Apparel Sourcing in 2017: Results from the Just-Style State of Sourcing Survey


The latest Just-Style State of Sourcing Survey conducted in December 2016 suggests a few trends of apparel sourcing in 2017:

  • Exchange rate volatility and rising raw material and labor costs are among the top concerns for apparel sourcing in 2017. Around 69% of survey respondents expect overall sourcing costs to rise in 2017, compared with 54.5% in last year’s survey. The fluctuating exchange rate, buyer’s expectation for higher quality of products and complex compliance requirements are among the major factors driving up the sourcing cost.

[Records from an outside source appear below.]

use std::sync::Arc;

use console::style;
use rustyline::error::ReadlineError;
use rustyline::{Config, Editor};
use tracing::{debug, info};

use crate::api::DashboardApi;
use crate::config::Settings;
use crate::errors::DashboardError;
use crate::repl::banner;
use crate::repl::commands::{self, ResultsAction, SlashCommand};
use crate::repl::completer::ReplHelper;
use crate::repl::progress::RequestIndicator;
use crate::repl::renderer;
use crate::views::{
    ApplicationForm, DashboardView, Page, ScanDetailView, ScanResultsView, VulnerabilitiesView,
    WebApplicationsView,
};

/// Start (or retry) a view's load, await it interruptibly and settle it.
/// An abandoned request invalidates the ticket so its result can never
/// land later.
macro_rules! drive_load {
    ($self:ident . $view:ident, $retry:expr, $message:expr, $fetch:expr) => {{
        let ticket = if $retry { $self.$view.retry() } else { Some($self.$view.begin_load()) };
        match ticket {
            None => println!("{}", renderer::render_info("  Nothing to retry.")),
            Some(ticket) => match RequestIndicator::interruptible($message, $fetch).await {
                Some(result) => {
                    $self.$view.settle(ticket, result);
                }
                None => {
                    $self.$view.invalidate();
                    println!("{}", renderer::render_info("  Request abandoned."));
                }
            },
        }
    }};
}

/// Interactive dashboard shell. Holds one controller per page so that
/// switching pages keeps what was last loaded.
pub struct ReplSession {
    api: Arc<dyn DashboardApi>,
    settings: Settings,
    page: Page,
    dashboard: DashboardView,
    apps: WebApplicationsView,
    results: ScanResultsView,
    detail: ScanDetailView,
    vulns: VulnerabilitiesView,
}

impl ReplSession {
    pub fn new(api: Arc<dyn DashboardApi>, settings: Settings) -> Self {
        Self {
            api,
            dashboard: DashboardView::new(settings.recent_scans),
            apps: WebApplicationsView::new(settings.scan_on_create),
            results: ScanResultsView::new(),
            detail: ScanDetailView::new(),
            vulns: VulnerabilitiesView::new(),
            page: Page::Dashboard,
            settings,
        }
    }

    pub async fn run(mut self) -> Result<(), DashboardError> {
        banner::show_splash(&self.settings.base_url);

        let config = Config::builder().auto_add_history(true).build();
        let mut editor = Editor::with_config(config)
            .map_err(|e| DashboardError::Internal(format!("Failed to initialize shell: {}", e)))?;
        editor.set_helper(Some(ReplHelper::default()));

        self.navigate(Page::Dashboard).await;

        loop {
            let readline = {
                // rustyline is blocking, so use spawn_blocking
                let result = tokio::task::spawn_blocking(move || {
                    let term_w = console::Term::stdout().size().1 as usize;
                    let sep = format!("{}", style("─".repeat(term_w)).dim());
                    let prompt = format!("{}\n{} ", sep, style("auditdeck>").cyan().bold());
                    let result = editor.readline(&prompt);
                    (editor, result)
                })
                .await
                .map_err(|e| DashboardError::Internal(format!("Readline task failed: {}", e)))?;

                editor = result.0;
                result.1
            };

            match readline {
                Ok(line) => {
                    let trimmed = line.trim();
                    if trimmed.is_empty() {
                        continue;
                    }

                    let term_w = console::Term::stdout().size().1 as usize;
                    println!("{}", style("─".repeat(term_w)).dim());

                    match commands::parse_command(trimmed) {
                        Ok(cmd) => {
                            if self.handle_command(cmd).await {
                                break;
                            }
                        }
                        Err(msg) => println!("{}", renderer::render_error(&msg)),
                    }
                }
                Err(ReadlineError::Interrupted) | Err(ReadlineError::Eof) => {
                    println!();
                    break;
                }
                Err(err) => {
                    println!("{}", renderer::render_error(&format!("Input error: {}", err)));
                    break;
                }
            }
        }

        println!("{}", renderer::render_info("Goodbye."));
        Ok(())
    }

    /// Returns `true` when the shell should exit.
    async fn handle_command(&mut self, cmd: SlashCommand) -> bool {
        match cmd {
            SlashCommand::Exit => return true,
            SlashCommand::Clear => print!("\x1B[2J\x1B[1;1H"),
            SlashCommand::Help { command } => println!("{}", renderer::render_help(command.as_deref())),
            SlashCommand::Version => println!("{}", renderer::render_version()),
            SlashCommand::Config => println!("{}", renderer::render_settings(&self.settings)),

            SlashCommand::Dashboard => self.navigate(Page::Dashboard).await,
            SlashCommand::Apps => self.navigate(Page::WebApplications).await,
            SlashCommand::Add { name, url, description } => self.add_application(name, url, description).await,
            SlashCommand::Scan { app_id } => self.trigger_scan(app_id).await,
            SlashCommand::Results { action } => match action {
                ResultsAction::Keep => self.navigate(Page::ScanResults).await,
                ResultsAction::All => {
                    self.results.select(None);
                    self.navigate(Page::ScanResults).await;
                }
                ResultsAction::App(id) => {
                    self.results.select(Some(id));
                    self.navigate(Page::ScanResults).await;
                }
                ResultsAction::Scan => self.trigger_selected_scan().await,
            },
            SlashCommand::Result { scan_id } => {
                self.detail.open(scan_id);
                self.navigate(Page::ScanDetail(scan_id)).await;
            }
            SlashCommand::Vulns { filter } => {
                self.vulns.set_filter(filter);
                self.navigate(Page::Vulnerabilities).await;
            }
            SlashCommand::Refresh => {
                self.load_current(false).await;
                self.render_page();
            }
            SlashCommand::Retry => {
                self.load_current(true).await;
                self.render_page();
            }
        }
        false
    }

    async fn navigate(&mut self, page: Page) {
        debug!(?page, "Navigating");
        if self.page != page {
            // Action banners belong to the page they were raised on.
            self.apps.clear_action_error();
            self.results.clear_action_error();
        }
        self.page = page;
        self.load_current(false).await;
        self.render_page();
    }

    async fn load_current(&mut self, retry: bool) {
        let api = self.api.clone();
        match self.page {
            Page::Dashboard => {
                drive_load!(self.dashboard, retry, "Loading dashboard", DashboardView::fetch(api.as_ref()))
            }
            Page::WebApplications => drive_load!(
                self.apps,
                retry,
                "Loading web applications",
                WebApplicationsView::fetch(api.as_ref())
            ),
            Page::ScanResults => {
                let selected = self.results.selected();
                drive_load!(
                    self.results,
                    retry,
                    "Loading scan results",
                    ScanResultsView::fetch(api.as_ref(), selected)
                )
            }
            Page::ScanDetail(scan_id) => {
                drive_load!(self.detail, retry, "Loading scan result", ScanDetailView::fetch(api.as_ref(), scan_id))
            }
            Page::Vulnerabilities => {
                let filter = self.vulns.filter().clone();
                drive_load!(
                    self.vulns,
                    retry,
                    "Loading vulnerabilities",
                    VulnerabilitiesView::fetch(api.as_ref(), &filter)
                )
            }
        }
    }

    fn render_page(&self) {
        print!("{}", renderer::render_frame(self.page));
        let fmt = self.settings.date_format.as_str();
        let body = match self.page {
            Page::Dashboard => renderer::render_load_state(self.dashboard.loader().state())
                .or_else(|| self.dashboard.summary().map(|s| renderer::render_dashboard(&s, fmt))),
            Page::WebApplications => {
                let mut out = String::new();
                if let Some(err) = self.apps.action_error() {
                    out.push_str(&format!("  {}\n", renderer::render_error(err)));
                }
                out.push_str(
                    &renderer::render_load_state(self.apps.loader().state())
                        .unwrap_or_else(|| renderer::render_apps(&self.apps.rows(), fmt)),
                );
                Some(out)
            }
            Page::ScanResults => {
                let mut out = String::new();
                if let Some(err) = self.results.action_error() {
                    out.push_str(&format!("  {}\n", renderer::render_error(err)));
                }
                out.push_str(&renderer::render_load_state(self.results.loader().state()).unwrap_or_else(
                    || renderer::render_scan_rows(&self.results.rows(), self.results.selected(), fmt),
                ));
                Some(out)
            }
            Page::ScanDetail(_) => renderer::render_load_state(self.detail.loader().state())
                .or_else(|| self.detail.detail().map(|d| renderer::render_scan_detail(d, fmt))),
            Page::Vulnerabilities => renderer::render_load_state(self.vulns.loader().state())
                .or_else(|| Some(renderer::render_vulnerabilities(self.vulns.vulnerabilities(), self.vulns.filter()))),
        };
        if let Some(body) = body {
            println!("{}", body);
        }
    }

    async fn add_application(&mut self, name: String, url: String, description: String) {
        let api = self.api.clone();
        if self.apps.loader().data().is_none() {
            drive_load!(self.apps, false, "Loading web applications", WebApplicationsView::fetch(api.as_ref()));
        }
        self.apps.form = ApplicationForm::new(name, url, description);

        // Validation errors come back before any request is made.
        let submitted = RequestIndicator::interruptible("Creating web application", self.apps.submit(api.as_ref())).await;
        let Some(result) = submitted else {
            self.apps.abandon();
            println!("{}", renderer::render_info("  Request abandoned."));
            return;
        };
        match result {
            Ok(created) => {
                info!(id = created.id, "Web application added from shell");
                println!(
                    "{}",
                    renderer::render_success(&format!("Added {} (id {})", style(&created.name).bold(), created.id))
                );
                self.page = Page::WebApplications;
                self.render_page();
            }
            Err(DashboardError::Validation(_)) => {
                print!("{}", renderer::render_form_errors(self.apps.form_errors()));
            }
            Err(err) => {
                let msg = self.apps.action_error().map(str::to_string).unwrap_or_else(|| err.to_string());
                println!("{}", renderer::render_error(&msg));
            }
        }
    }

    async fn trigger_scan(&mut self, app_id: u64) {
        let api = self.api.clone();
        let message = format!("Starting scan for application {}", app_id);
        let Some(result) = RequestIndicator::interruptible(&message, self.apps.trigger_scan(api.as_ref(), app_id)).await
        else {
            self.apps.abandon();
            println!("{}", renderer::render_info("  Scan request abandoned."));
            return;
        };
        match result {
            Ok(Some(ack)) => {
                println!("{}", renderer::render_success(&format!("Scan requested: {}", ack.describe())));
                self.page = Page::WebApplications;
                self.render_page();
            }
            Ok(None) => println!("{}", renderer::render_info("  A scan request for that application is already in flight.")),
            Err(err) => println!("{}", renderer::render_error(&err.to_string())),
        }
    }

    async fn trigger_selected_scan(&mut self) {
        let api = self.api.clone();
        let Some(result) =
            RequestIndicator::interruptible("Starting scan", self.results.trigger_selected_scan(api.as_ref())).await
        else {
            self.results.abandon();
            println!("{}", renderer::render_info("  Scan request abandoned."));
            return;
        };
        match result {
            Ok(Some(ack)) => {
                println!("{}", renderer::render_success(&format!("Scan requested: {}", ack.describe())));
                self.page = Page::ScanResults;
                self.render_page();
            }
            Ok(None) => println!("{}", renderer::render_info("  A scan request for that application is already in flight.")),
            Err(err) => println!("{}", renderer::render_error(&err.to_string())),
        }
    }
}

  • Apparel companies expect more uncertainties regarding the political and policy environment in 2017. Specific concerns for apparel companies include trade policy under Trump’s Administration, possible renegotiation of trade agreements such as the North American Free Trade Agreement (NAFTA) and Trump’s threats to impose a 45% punitive tariff on US textile and apparel imports from China. Respondents say the uncertainties make it challenging for companies to do strategic planning in advance
  • Sourcing will play an increasingly important role helping companies achieve strategic goals. It is highly expected that sourcing can contribute to meeting the fast-evolving demands of omni-channel retailing, consumers’ expectations for a more convenient shopping experience, as well as greater product innovation across all sales channels. A few respondents say they will use process and productivity improvement and closer collaboration with key suppliers to try to achieve these goals and mitigate any sourcing cost increases.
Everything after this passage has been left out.